- Sporty look
- Space-efficient tall-wagon interior
- Comfortable seats
- Responsive handling, refined ride
- Available active-safety features
- Harsh ride, especially with optional 20-inch wheels
- With the third row up, not much cargo space
features & specs
The 2015 Mazda CX-9 isn't as efficient as Mazda's latest offerings, but it manages to put the same kind of smile on the driver's face as the brand's smaller offerings.
The 2015 Mazda CX-9 is an outlier compared to Mazda's newest products. It's by far the brand's largest vehicle, it's the only Mazda to come with a V-6 engine, and it doesn't benefit from the automaker's recent focus on making lighter, more-efficient cars and crossovers. Like other Mazdas past and present, however, the CX-9 puts emphasis on pleasing the driver as well as the passengers. It ranks as one of the better three-row crossover options and satisfies with its nimble dynamics, even if fuel economy isn't top-notch.
For 2013, the CX-9 received a modest set of styling updates, with a new snout that closely matches the front-end look of the new CX-5 compact crossover and the latest versions of the Mazda 6 sedan and Mazda 3 compacts. Mazda calls the latest design language Kodo 'Soul of Motion,' and it has been nicely grafted onto the large crossover, especially considering that only the front and rear ends were touched. The CX-9's cabin also received some minor touches, with the center-stack area redesigned to accommodate a 5.8-inch touch screen. While clearly carried over, the rest of the interior's design is still handsome.
Mazda hasn't touched the CX-9's powertrain for a while, and that's no bad thing in terms of performance. The 3.7-liter 'MZR' V-6 still makes 273 horsepower, runs on regular gas, and is mated to a six-speed automatic transmission; in all it's a combination that we've found punchy yet refined, with plenty of torque to confidently carry a full load. You can't make power without using fuel, however, and as we've noted that's one of the CX-9's sore spots—all-wheel-drive versions get just 16 mpg city, 22 highway, while front-drive models are rated at 17/24 mpg.
The rather firm suspension tuning and quick-ratio steering are the real keys to the CX-9's sportier-than-average feel, though. The big guy is surprisingly fun to drive on a curvier road, relative to just about any other vehicle with three rows of seating. Just beware that ride comfort can be a little busy, even harsh at times--especially if you go with the optional 20-inch wheels.
Between the front two rows of seating, you can easily fit five adults. The third row is really only for kids, and even they might be a bit challenged by the narrow gap provided for entry and exit. Keep those rearmost seatbacks folded, and you have space for a large load of groceries. Even with the 2013 improvements, the CX-9 cabin doesn't feel luxury-caliber, yet it's nicely detailed and well put-together in general.
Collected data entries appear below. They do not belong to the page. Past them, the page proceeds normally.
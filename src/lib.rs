//! Iterator adaptors - build new cursors by swapping out behaviors of an
//! existing one.
//!
//! An [`IteratorAdaptor`] wraps a base cursor and routes every iterator
//! operation (dereference, step, offset, distance, equality, ordering)
//! through a *policy set*: a zero-sized type implementing a few pure
//! functions. Write the handful of operations that differ and the adaptor
//! supplies the whole operator suite around them.
//!
//! # Quick Start
//!
//! ```
//! use iterator_adaptors::DefaultPolicies;
//! use iterator_adaptors::IteratorAdaptor;
//! use iterator_adaptors::Ptr;
//!
//! let data = [10, 20, 30];
//! let p: IteratorAdaptor<Ptr<i32>, DefaultPolicies> = IteratorAdaptor::new(Ptr::begin(&data));
//!
//! assert_eq!(*p.get(), 10);
//! assert_eq!(*(p + 2).get(), 30);
//! assert_eq!(&(p + 2) - &p, 2);
//! assert!(p < p + 1);
//! assert_eq!(*p.at(1), 20);
//!
//! let end = IteratorAdaptor::new(Ptr::end(&data));
//! let all: Vec<i32> = p.until(end).copied().collect();
//! assert_eq!(all, [10, 20, 30]);
//! ```
//!
//! # Modules
//!
//! | Module | Contents |
//! |--------|----------|
//! | [`adaptor`] | `IteratorAdaptor` and its operators |
//! | [`policy`] | the seven policy operations and `DefaultPolicies` |
//! | [`pair`] | mutable/const pair generator |
//! | [`traits`] | trait descriptions |
//! | [`category`] | traversal category markers |
//! | [`cursor`] | native cursor operators the default policy forwards to |
//! | [`ptr`] | slice cursors standing in for raw pointers |
//! | [`range`] | `[first, last)` as a std iterator |
//! | [`error`] | the unsupported-operation failure |
//! | [`profiling`] | dispatch counters (feature `profiling`) |

pub mod adaptor;
pub mod category;
pub mod cursor;
pub mod error;
pub mod pair;
pub mod policy;
pub mod profiling;
pub mod ptr;
pub mod range;
pub mod traits;

pub use adaptor::IteratorAdaptor;
pub use adaptor::PointerProxy;
pub use category::BidirectionalTag;
pub use category::ForwardTag;
pub use category::RandomAccessTag;
pub use category::Traversal;
pub use error::Operation;
pub use error::PolicyError;
pub use pair::AdaptorPair;
pub use pair::Adaptors;
pub use policy::DefaultPolicies;
pub use ptr::CellPtr;
pub use ptr::ConstCellPtr;
pub use ptr::Ptr;
pub use range::AdaptorRange;
pub use traits::ExplicitTraits;
pub use traits::IteratorTraits;
//! Native cursor operators.
//!
//! These traits are the operators a base iterator brings with it, the
//! things a raw pointer can do without help: read, step, jump and measure.
//! [`DefaultPolicies`](crate::policy::DefaultPolicies) forwards to them.
//! Equality and ordering are the standard `PartialEq` / `PartialOrd`.
//!
//! # Hierarchy
//!
//! - [`Cursor`]: dereference and increment
//! - [`BidirectionalCursor`]: plus decrement
//! - [`RandomAccessCursor`]: plus jump by an offset
//! - [`OffsetFrom`]: signed distance, possibly across cursor types (a
//!   mutable cursor measured against its const counterpart)

/// Dereference and single-step advance.
pub trait Cursor {
    /// What dereferencing yields.
    type Item;

    /// Read the element at the current position.
    ///
    /// Must not move the cursor.
    fn get(&self) -> Self::Item;

    /// Move to the next position.
    fn step(&mut self);
}

/// A cursor that can also move backwards.
pub trait BidirectionalCursor: Cursor {
    /// Move to the previous position.
    fn step_back(&mut self);
}

/// A cursor that can jump any number of positions in constant time.
pub trait RandomAccessCursor: BidirectionalCursor {
    type Difference: Copy;

    /// Move by `n` positions; negative moves backwards, zero does nothing.
    fn jump(&mut self, n: Self::Difference);
}

/// Signed distance from `origin` to `self`.
///
/// `a.offset_from(&b)` is the number of steps needed to move `b` onto `a`,
/// negative when `a` precedes `b`.
pub trait OffsetFrom<J: ?Sized = Self> {
    type Difference;

    fn offset_from(&self, origin: &J) -> Self::Difference;
}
Standard equipment is typical for a three-row crossover without a luxury badge. All CX-9s include three-zone automatic climate control, steering-wheel audio and cruise controls, a 5.8-inch touch-screen infotainment system, six speakers, a six-disc changer, USB and aux-in ports, and Bluetooth connectivity, as well as HD Radio technology. Farther up the model line, you can get SMS text delivery, voice commands, satellite radio, Bose Centerpoint sound, and a DVD entertainment system for those in back. Top Grand Touring models include leather seating, heated front seats, power front seats, and heated side mirrors, among many other extras, but when optioned with the works (DVD, Bose audio, nav, an A/C outlet), the price tops $40k.
For 2015, Mazda has made a few more minor changes to the CX-9, all of them dealing with packaged options. The base model, which is called Sport, now includes power instead of manual lumbar adjustment for the driver's seat. Both of the packages offered for Touring and Grand Touring models now include the contents of the Recreational Accessory Package—roof rails, cross bars, a rear cargo net, and a rear bumper guard.
The CX-9 got several new active-safety features for 2013, including Forward Obstruction Warning System, Lane Departure Warning System, and High Beam Control System; and this year Rear Cross Traffic Alert (RCTA) has been added. Since the CX-9's structure hasn't changed in many years, it's saddled with a worrisome 'marginal' IIHS roof rating. Things look better in the NHTSA's testing, with four stars overall, but it only scores three stars in frontal crash with the feds.